* **Records for this exercise**:

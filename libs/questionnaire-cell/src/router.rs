use std::sync::Arc;

use axum::{
    middleware,
    routing::{get, post},
    Router,
};

use shared_config::AppConfig;
use shared_utils::extractor::auth_middleware;

use crate::handlers;

pub fn questionnaire_routes(state: Arc<AppConfig>) -> Router {
    let protected_routes = Router::new()
        .route("/submit", post(handlers::submit_questionnaire))
        .route("/{appointment_id}", get(handlers::get_questionnaire))
        .route("/{appointment_id}/summary", get(handlers::get_questionnaire_summary))
        .layer(middleware::from_fn_with_state(state.clone(), auth_middleware));

    Router::new().merge(protected_routes).with_state(state)
}
use std::collections::HashSet;

use anyhow::Result;
use chrono::{DateTime, Duration, NaiveDate, Utc};
use reqwest::Method;
use serde_json::Value;
use tracing::{error, info};
use uuid::Uuid;

use shared_config::AppConfig;
use shared_database::SupabaseClient;
use shared_models::time::SlotTime;

use crate::models::{AvailableSlot, SlotQuery};

pub const CLINIC_OPEN_HOUR: u32 = 9;
pub const CLINIC_CLOSE_HOUR: u32 = 17;

const DEMO_DOCTOR_NAME: &str = "Dr. Sarah Smith";
const DEMO_DOCTOR_SPECIALTY: &str = "Cardiologist";

/// The fixed half-hour grid for a clinic day: 9:00 AM through 5:00 PM,
/// with no trailing 5:30 PM slot.
pub fn clinic_day_grid() -> Vec<SlotTime> {
    let mut times = Vec::new();
    for hour in CLINIC_OPEN_HOUR..=CLINIC_CLOSE_HOUR {
        for minute in [0, 30] {
            if hour == CLINIC_CLOSE_HOUR && minute == 30 {
                break;
            }
            if let Some(time) = SlotTime::new(hour, minute) {
                times.push(time);
            }
        }
    }
    times
}

pub struct SlotService {
    store: SupabaseClient,
}

impl SlotService {
    pub fn new(config: &AppConfig) -> Self {
        Self {
            store: SupabaseClient::new(config),
        }
    }

    /// Produce the slot records for a date and doctor set. This never
    /// fails: any internal error degrades to a small fixed slot set so the
    /// booking UI stays usable.
    pub async fn available_slots(&self, query: &SlotQuery, now: DateTime<Utc>) -> Vec<AvailableSlot> {
        match self.compute_slots(query, now).await {
            Ok(slots) => slots,
            Err(e) => {
                error!("Error computing slots: {}, returning default slots", e);
                Self::degraded_slots(query.date.unwrap_or_else(|| now.date_naive()))
            }
        }
    }

    async fn compute_slots(&self, query: &SlotQuery, now: DateTime<Utc>) -> Result<Vec<AvailableSlot>> {
        let doctors = self.fetch_doctors(query).await?;

        let mut base_date = query.date.unwrap_or_else(|| now.date_naive());
        let mut times = clinic_day_grid();

        // Same-day queries drop labels whose start has passed; an emptied
        // grid rolls the whole generation to the next calendar day.
        if base_date == now.date_naive() {
            times.retain(|t| t.as_time() > now.time());
            if times.is_empty() {
                base_date += Duration::days(1);
                times = clinic_day_grid();
            }
        }

        // One pass over the day's confirmed appointments gives O(1)
        // membership checks per (doctor, time) pair.
        let booked = self.fetch_booked_pairs(base_date).await?;

        if doctors.is_empty() {
            info!("No doctors registered, returning demo slots");
            return Ok(times
                .into_iter()
                .take(10)
                .map(|time| AvailableSlot {
                    date: base_date,
                    time,
                    doctor_id: Uuid::nil(),
                    doctor_name: DEMO_DOCTOR_NAME.to_string(),
                    specialty: Some(DEMO_DOCTOR_SPECIALTY.to_string()),
                    is_available: true,
                })
                .collect());
        }

        let mut slots = Vec::with_capacity(doctors.len() * times.len());
        for doctor in &doctors {
            let doctor_id = doctor["id"]
                .as_str()
                .and_then(|id| Uuid::parse_str(id).ok())
                .unwrap_or_else(Uuid::nil);
            let doctor_name = doctor["full_name"]
                .as_str()
                .filter(|s| !s.is_empty())
                .unwrap_or("Dr. Unknown")
                .to_string();
            let specialty = doctor["specialty"].as_str().map(str::to_string);

            for &time in &times {
                slots.push(AvailableSlot {
                    date: base_date,
                    time,
                    doctor_id,
                    doctor_name: doctor_name.clone(),
                    specialty: specialty.clone(),
                    is_available: !booked.contains(&(doctor_id, time)),
                });
            }
        }

        Ok(slots)
    }

    /// Doctors matching the query. An empty specialty match falls back to
    /// all doctors rather than an empty result.
    async fn fetch_doctors(&self, query: &SlotQuery) -> Result<Vec<Value>> {
        let mut path = "/rest/v1/users?role=eq.doctor".to_string();
        if let Some(doctor_id) = query.doctor_id {
            path.push_str(&format!("&id=eq.{}", doctor_id));
        }
        if let Some(ref specialty) = query.specialty {
            path.push_str(&format!("&specialty=eq.{}", urlencoding::encode(specialty)));
        }

        let doctors: Vec<Value> = self.store.request(Method::GET, &path, None).await?;
        if !doctors.is_empty() || query.specialty.is_none() {
            return Ok(doctors);
        }

        info!(
            "No doctors found for specialty '{}', falling back to all doctors",
            query.specialty.as_deref().unwrap_or_default()
        );

        let mut fallback_path = "/rest/v1/users?role=eq.doctor".to_string();
        if let Some(doctor_id) = query.doctor_id {
            fallback_path.push_str(&format!("&id=eq.{}", doctor_id));
        }
        let fallback: Vec<Value> = self.store.request(Method::GET, &fallback_path, None).await?;
        Ok(fallback)
    }

    async fn fetch_booked_pairs(&self, date: NaiveDate) -> Result<HashSet<(Uuid, SlotTime)>> {
        let path = format!(
            "/rest/v1/appointments?date=eq.{}&status=eq.confirmed",
            date.format("%Y-%m-%d")
        );
        let appointments: Vec<Value> = self.store.request(Method::GET, &path, None).await?;

        let mut booked = HashSet::new();
        for appointment in appointments {
            let doctor_id = appointment["doctor_id"]
                .as_str()
                .and_then(|id| Uuid::parse_str(id).ok());
            let time = appointment["time"]
                .as_str()
                .and_then(|label| label.parse::<SlotTime>().ok());

            if let (Some(doctor_id), Some(time)) = (doctor_id, time) {
                booked.insert((doctor_id, time));
            }
        }

        Ok(booked)
    }

    fn degraded_slots(date: NaiveDate) -> Vec<AvailableSlot> {
        clinic_day_grid()
            .into_iter()
            .take(5)
            .map(|time| AvailableSlot {
                date,
                time,
                doctor_id: Uuid::nil(),
                doctor_name: DEMO_DOCTOR_NAME.to_string(),
                specialty: Some(DEMO_DOCTOR_SPECIALTY.to_string()),
                is_available: true,
            })
            .collect()
    }
}

#[cfg(test)]
mod tests {
    use super::*;

    #[test]
    fn grid_spans_the_clinic_day_on_half_hours() {
        let grid = clinic_day_grid();

        assert_eq!(grid.len(), 17);
        assert_eq!(grid.first().unwrap().to_string(), "9:00 AM");
        assert_eq!(grid.last().unwrap().to_string(), "5:00 PM");

        let unique: HashSet<_> = grid.iter().collect();
        assert_eq!(unique.len(), grid.len());

        for time in &grid {
            let t = time.as_time();
            assert!(t >= SlotTime::new(9, 0).unwrap().as_time());
            assert!(t <= SlotTime::new(17, 0).unwrap().as_time());
            assert!(t.format("%M").to_string() == "00" || t.format("%M").to_string() == "30");
        }
    }

    #[test]
    fn degraded_slots_are_a_small_fixed_set() {
        let date = NaiveDate::from_ymd_opt(2025, 3, 10).unwrap();
        let slots = SlotService::degraded_slots(date);

        assert_eq!(slots.len(), 5);
        assert!(slots.iter().all(|s| s.is_available));
        assert!(slots.iter().all(|s| s.doctor_name == DEMO_DOCTOR_NAME));
        assert_eq!(slots[0].time.to_string(), "9:00 AM");
        assert_eq!(slots[4].time.to_string(), "11:00 AM");
    }
}
use axum::{
    http::StatusCode,
    response::{IntoResponse, Response},
    Json,
};
use serde_json::json;
use thiserror::Error;

#[derive(Error, Debug)]
pub enum AppError {
    #[error("Authentication error: {0}")]
    Auth(String),

    #[error("Forbidden: {0}")]
    Forbidden(String),

    #[error("Not Found: {0}")]
    NotFound(String),

    #[error("Bad Request: {0}")]
    BadRequest(String),

    #[error("Internal Server Error: {0}")]
    Internal(String),

    #[error("Database error: {0}")]
    Database(String),

    #[error("Validation error: {0}")]
    ValidationError(String),

    #[error("Conflict: {0}")]
    Conflict(String),

    #[error("External service error: {0}")]
    ExternalService(String),
}

impl IntoResponse for AppError {
    fn into_response(self) -> Response {
        let (status, message) = match &self {
            AppError::Auth(msg) => (StatusCode::UNAUTHORIZED, msg),
            AppError::Forbidden(msg) => (StatusCode::FORBIDDEN, msg),
            AppError::NotFound(msg) => (StatusCode::NOT_FOUND, msg),
            AppError::BadRequest(msg) => (StatusCode::BAD_REQUEST, msg),
            AppError::Internal(msg) => (StatusCode::INTERNAL_SERVER_ERROR, msg),
            AppError::Database(msg) => (StatusCode::INTERNAL_SERVER_ERROR, msg),
            AppError::ValidationError(msg) => (StatusCode::BAD_REQUEST, msg),
            AppError::Conflict(msg) => (StatusCode::CONFLICT, msg),
            AppError::ExternalService(msg) => (StatusCode::BAD_GATEWAY, msg),
        };

        tracing::error!("Error: {}: {}", status, message);

        let body = Json(json!({
            "error": message
        }));

        (status, body).into_response()
    }
}

impl From<anyhow::Error> for AppError {
    fn from(err: anyhow::Error) -> Self {
        AppError::Database(err.to_string())
    }
}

* **What to work on**: Give the number of lines in the data that contain "match", with no other words.

* **Written reply**: 3